> _EXERCISE BRIEF_:
Search the entries for the word "poisoned". Copy every line that holds it.

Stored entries
* * * * * * * * *

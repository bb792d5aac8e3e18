//! Desktop notification backend for the daemon.

use std::io::IsTerminal;
use std::path::PathBuf;
use std::process::{Command, Stdio};
use std::sync::Mutex;

use async_trait::async_trait;
use leadline_core::config::State;
use leadline_core::{Notification, NotificationPlatform, PermissionState, PushSubscription, SyncError};
use tracing::{debug, warn};

type Result<T> = std::result::Result<T, SyncError>;

/// Shows notifications through `notify-send` (Linux) or `osascript` (macOS).
///
/// The permission decision is persisted in the state file so it survives
/// restarts. Push is available only when an endpoint is configured.
pub struct DesktopPlatform {
    permission: Mutex<PermissionState>,
    state_path: Option<PathBuf>,
    push: Option<PushSubscription>,
}

impl DesktopPlatform {
    pub fn new(
        permission: PermissionState,
        state_path: Option<PathBuf>,
        push: Option<PushSubscription>,
    ) -> Self {
        Self {
            permission: Mutex::new(permission),
            state_path,
            push,
        }
    }

    fn store(&self, permission: PermissionState) {
        match self.permission.lock() {
            Ok(mut guard) => *guard = permission,
            Err(poisoned) => *poisoned.into_inner() = permission,
        }
        let Some(path) = &self.state_path else {
            return;
        };
        // Reload so fields written by other components are kept
        let mut state = if path.exists() {
            match State::load_from(path) {
                Ok(state) => state,
                Err(e) => {
                    warn!("Not persisting notification permission: {e}");
                    return;
                }
            }
        } else {
            State::default()
        };
        state.notifications.permission = permission;
        if let Err(e) = state.save_to(path) {
            warn!("Failed to persist notification permission: {e}");
        }
    }
}

fn prompt_user() -> std::result::Result<bool, dialoguer::Error> {
    dialoguer::Confirm::new()
        .with_prompt("Allow leadline to show desktop notifications?")
        .default(true)
        .interact()
}

#[cfg(target_os = "macos")]
fn notification_command(notification: &Notification) -> Command {
    let script = format!(
        "display notification {:?} with title {:?}",
        notification.body, notification.title
    );
    let mut command = Command::new("osascript");
    command.arg("-e").arg(script);
    command
}

#[cfg(not(target_os = "macos"))]
fn notification_command(notification: &Notification) -> Command {
    let mut command = Command::new("notify-send");
    command.arg("--app-name=leadline");
    if let Some(tag) = &notification.tag {
        // Replaces an earlier notification with the same tag
        command
            .arg("--hint")
            .arg(format!("string:x-canonical-private-synchronous:{tag}"));
    }
    command.arg(&notification.title).arg(&notification.body);
    command
}

#[async_trait]
impl NotificationPlatform for DesktopPlatform {
    fn permission(&self) -> PermissionState {
        match self.permission.lock() {
            Ok(guard) => *guard,
            Err(poisoned) => *poisoned.into_inner(),
        }
    }

    async fn request_permission(&self) -> Result<PermissionState> {
        if !std::io::stdin().is_terminal() {
            debug!("No terminal attached, leaving notification permission undecided");
            return Ok(self.permission());
        }
        let answer = tokio::task::spawn_blocking(prompt_user)
            .await
            .map_err(|e| SyncError::PermissionDenied(format!("prompt aborted: {e}")))?
            .map_err(|e| SyncError::PermissionDenied(format!("prompt failed: {e}")))?;
        let permission = if answer {
            PermissionState::Granted
        } else {
            PermissionState::Denied
        };
        self.store(permission);
        Ok(permission)
    }

    fn show(&self, notification: &Notification) -> Result<()> {
        let mut child = notification_command(notification)
            .stdout(Stdio::null())
            .stderr(Stdio::null())
            .spawn()
            .map_err(|e| {
                SyncError::PermissionDenied(format!("notification backend unavailable: {e}"))
            })?;
        // Reap the helper without blocking the caller
        std::thread::spawn(move || child.wait());
        Ok(())
    }

    async fn push_subscription(&self) -> Result<Option<PushSubscription>> {
        Ok(self.push.clone())
    }

    async fn drop_push_subscription(&self) -> Result<Option<PushSubscription>> {
        Ok(self.push.clone())
    }

    fn set_badge(&self, count: usize) -> Result<()> {
        debug!("{count} reminder(s) due");
        Ok(())
    }
}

* * * * * * * * *

> _RESULT BELOW_:
            Err(poisoned) => *poisoned.into_inner() = permission,
            Err(poisoned) => *poisoned.into_inner(),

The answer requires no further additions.